As depressed mood in patients with major depression is associated with low Treg frequencies among CD4+ T cells,11 we also assessed whether the more pronounced increase in Treg frequencies among CD4+ T cells upon treatment with strongly versus weakly/no ASM-inhibiting antidepressants might translate into better clinical improvement. Comparing both groups of patients using the Hamilton Depression Rating Scale, we, however, observed no differences in the clinical response between patients receiving strongly versus weakly/no ASM-inhibiting antidepressants (Supplementary Fig. 2 C).
Susceptibility to ASM inhibitors and C6-ceramide distinguishes Treg from Tconv
In order to define the mechanism responsible for the increase in Treg frequencies/CD4+ due to ASM inhibition, we first analysed ASM activities in human Treg and Tconv. In sorted CD4+ CD25high Treg (>95% CD25+ Foxp3+), basal ASM activity was similar to sorted Tconv (Fig. 4A). ASM activity in Treg was, however, more susceptible to sertraline-mediated inhibition compared to Tconv (Fig. 4A). As expected,31 treatment of human CD4+ T cells with sertraline or amitriptyline reduced ASM protein amounts due to lysosomal degradation (Supplementary Fig. 5 and Supplementary Methods).
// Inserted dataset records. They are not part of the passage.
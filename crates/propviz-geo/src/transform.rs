//! Domain-to-screen coordinate transforms.
//!
//! The km grid and the geographic map share one interface so drawing,
//! dragging, snapping and heatmap stamping never branch on the scene's
//! coordinate convention. A transform returns `None` for positions in the
//! other convention.

use glam::DVec2;

use propviz_core::constants::{MAX_MERCATOR_LAT, MIN_VIEWPORT_PX, TILE_SIZE_PX};
use propviz_core::enums::CoordinateMode;
use propviz_core::types::{GeoPoint, KmPoint, Position, SceneBounds, ScreenPoint, Viewport};

/// Smallest scale a transform will hold (px per km).
const MIN_SCALE: f64 = 1e-6;

/// Bidirectional mapping between a domain coordinate space and screen pixels.
pub trait CoordinateTransform {
    fn mode(&self) -> CoordinateMode;

    /// Domain position to surface pixels. `None` if the position is in the
    /// other convention.
    fn to_screen(&self, position: &Position) -> Option<ScreenPoint>;

    /// Surface pixels to a domain position.
    fn to_domain(&self, screen: ScreenPoint) -> Position;

    /// `start` shifted by a pixel delta, expressed in domain units.
    fn offset(&self, start: &Position, delta_px: DVec2) -> Option<Position>;
}

/// Scale that fits `bounds` inside `viewport` with `margin` on every side.
///
/// Each usable extent is floored at [`MIN_VIEWPORT_PX`] so a collapsed
/// container never yields a zero or negative scale, and a degenerate
/// domain dimension is treated as 1 km.
pub fn fit_scale(viewport: Viewport, bounds: SceneBounds, margin: f64) -> f64 {
    let usable = |extent: f64| {
        let px = extent - 2.0 * margin;
        if px.is_finite() {
            px.max(MIN_VIEWPORT_PX)
        } else {
            MIN_VIEWPORT_PX
        }
    };
    let domain = |extent: f64| {
        if extent.is_finite() && extent > 0.0 {
            extent
        } else {
            1.0
        }
    };
    let scale = (usable(viewport.width) / domain(bounds.width_km))
        .min(usable(viewport.height) / domain(bounds.height_km));
    sanitize_scale(scale)
}

fn sanitize_scale(scale: f64) -> f64 {
    if scale.is_finite() && scale > MIN_SCALE {
        scale
    } else {
        MIN_SCALE
    }
}

// ---- Grid ----

/// Km grid to pixels with a single scale for both axes and an inverted Y.
///
/// Domain y grows upward, screen y grows downward.
#[derive(Debug, Clone, Copy, PartialEq)]
pub struct GridTransform {
    /// Pixels per km.
    scale: f64,
    /// Scene height in km, the pivot of the Y inversion.
    domain_height: f64,
}

impl GridTransform {
    pub fn new(scale: f64, domain_height: f64) -> Self {
        Self {
            scale: sanitize_scale(scale),
            domain_height,
        }
    }

    /// Transform fitted to the viewport, recomputed on every resize or bounds change.
    pub fn fit(viewport: Viewport, bounds: SceneBounds, margin: f64) -> Self {
        Self::new(fit_scale(viewport, bounds, margin), bounds.height_km)
    }

    pub fn scale(&self) -> f64 {
        self.scale
    }

    pub fn domain_height(&self) -> f64 {
        self.domain_height
    }

    pub fn km_to_screen(&self, p: KmPoint) -> ScreenPoint {
        DVec2::new(p.x_km * self.scale, (self.domain_height - p.y_km) * self.scale)
    }

    pub fn screen_to_km(&self, s: ScreenPoint) -> KmPoint {
        KmPoint::new(s.x / self.scale, self.domain_height - s.y / self.scale)
    }

    /// Pixel delta to a km delta through the inverse scale (y flipped).
    pub fn delta_to_km(&self, delta_px: DVec2) -> DVec2 {
        DVec2::new(delta_px.x / self.scale, -delta_px.y / self.scale)
    }

    /// Scene size in pixels, used as the drawing's view box.
    pub fn extent_px(&self, bounds: SceneBounds) -> DVec2 {
        DVec2::new(bounds.width_km * self.scale, bounds.height_km * self.scale)
    }
}

impl CoordinateTransform for GridTransform {
    fn mode(&self) -> CoordinateMode {
        CoordinateMode::Grid
    }

    fn to_screen(&self, position: &Position) -> Option<ScreenPoint> {
        position.as_grid().map(|p| self.km_to_screen(p))
    }

    fn to_domain(&self, screen: ScreenPoint) -> Position {
        Position::Grid(self.screen_to_km(screen))
    }

    fn offset(&self, start: &Position, delta_px: DVec2) -> Option<Position> {
        let p = start.as_grid()?;
        let d = self.delta_to_km(delta_px);
        Some(Position::grid(p.x_km + d.x, p.y_km + d.y))
    }
}

// ---- Map ----

/// Web-Mercator projection to viewport ("container") pixels.
///
/// The view center sits at the middle of the viewport; the world is
/// `256 * 2^zoom` pixels wide.
#[derive(Debug, Clone, Copy, PartialEq)]
pub struct MapTransform {
    pub center: GeoPoint,
    pub zoom: f64,
    pub viewport: Viewport,
}

impl MapTransform {
    pub fn new(center: GeoPoint, zoom: f64, viewport: Viewport) -> Self {
        Self {
            center,
            zoom,
            viewport,
        }
    }

    /// World width in pixels at the current zoom.
    pub fn world_size(&self) -> f64 {
        TILE_SIZE_PX * self.zoom.exp2()
    }

    /// Geographic point to absolute world pixels.
    pub fn project(&self, p: GeoPoint) -> DVec2 {
        let size = self.world_size();
        let lat = p.lat.clamp(-MAX_MERCATOR_LAT, MAX_MERCATOR_LAT).to_radians();
        let sin = lat.sin();
        let x = (p.lon + 180.0) / 360.0 * size;
        let y = (0.5 - ((1.0 + sin) / (1.0 - sin)).ln() / (4.0 * std::f64::consts::PI)) * size;
        DVec2::new(x, y)
    }

    /// Absolute world pixels back to a geographic point.
    pub fn unproject(&self, world: DVec2) -> GeoPoint {
        let size = self.world_size();
        let lon = world.x / size * 360.0 - 180.0;
        let n = std::f64::consts::PI * (1.0 - 2.0 * world.y / size);
        let lat = n.sinh().atan().to_degrees();
        GeoPoint::new(lat, lon)
    }

    /// World pixel of the viewport's top-left corner.
    fn pixel_origin(&self) -> DVec2 {
        self.project(self.center) - self.viewport.size() * 0.5
    }

    pub fn geo_to_screen(&self, p: GeoPoint) -> ScreenPoint {
        self.project(p) - self.pixel_origin()
    }

    pub fn screen_to_geo(&self, s: ScreenPoint) -> GeoPoint {
        self.unproject(s + self.pixel_origin())
    }
}

impl CoordinateTransform for MapTransform {
    fn mode(&self) -> CoordinateMode {
        CoordinateMode::Map
    }

    fn to_screen(&self, position: &Position) -> Option<ScreenPoint> {
        position.as_geo().map(|p| self.geo_to_screen(p))
    }

    fn to_domain(&self, screen: ScreenPoint) -> Position {
        Position::Geo(self.screen_to_geo(screen))
    }

    fn offset(&self, start: &Position, delta_px: DVec2) -> Option<Position> {
        let p = start.as_geo()?;
        Some(Position::Geo(self.screen_to_geo(self.geo_to_screen(p) + delta_px)))
    }
}

// ---- Active transform ----

/// The transform currently driving the scene.
#[derive(Debug, Clone, Copy, PartialEq)]
pub enum SceneTransform {
    Grid(GridTransform),
    Map(MapTransform),
}

impl SceneTransform {
    fn inner(&self) -> &dyn CoordinateTransform {
        match self {
            SceneTransform::Grid(t) => t,
            SceneTransform::Map(t) => t,
        }
    }

    pub fn as_grid(&self) -> Option<&GridTransform> {
        match self {
            SceneTransform::Grid(t) => Some(t),
            SceneTransform::Map(_) => None,
        }
    }
}

impl CoordinateTransform for SceneTransform {
    fn mode(&self) -> CoordinateMode {
        self.inner().mode()
    }

    fn to_screen(&self, position: &Position) -> Option<ScreenPoint> {
        self.inner().to_screen(position)
    }

    fn to_domain(&self, screen: ScreenPoint) -> Position {
        self.inner().to_domain(screen)
    }

    fn offset(&self, start: &Position, delta_px: DVec2) -> Option<Position> {
        self.inner().offset(start, delta_px)
    }
}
We hypothesized that ASM inhibition induces a relative increase in the number of Treg due to lowering ASM-catalyzed ceramide production. To functionally test this hypothesis, we added C6-ceramide to our cultures and again monitored Treg and Tconv (Fig. 4B). In contrast to ASM inhibition, addition of C6-ceramide decreased Treg frequencies among CD4+ T cells (Fig. 4B). This decrease was due to a stronger reduction in Treg numbers (74% in the presence of 5 µM C6-ceramide versus control) than in Tconv (49% in the presence of 5 µM C6-ceramide versus control). Together, these data show that Treg respond more strongly than Tconv to increased concentrations of ceramide in cellular membranes.
Having established that ceramide concentrations in cellular membranes are a key rheostat of the Treg/Tconv balance in human T cells, we studied sphingolipid composition. Therefore, we prepared total membranes from both FACS-sorted Treg and Tconv using similar gates as for Fig. 3 (Supplementary Fig. 3A) and quantified different ceramide and also sphingomyelin species by mass spectrometry. In contrast to mouse Treg,7,32 we observed that human efTreg contained less total ceramide than Tconv which was mainly due to reduced amounts of C16 and C24:1 ceramide (Supplementary Fig. 3B and Supplementary Methods). This suggests that ASM activity in human Treg might be more strongly counteracted by higher activity of cellular ceramidases or less de novo ceramide production in human Treg compared to Tconv.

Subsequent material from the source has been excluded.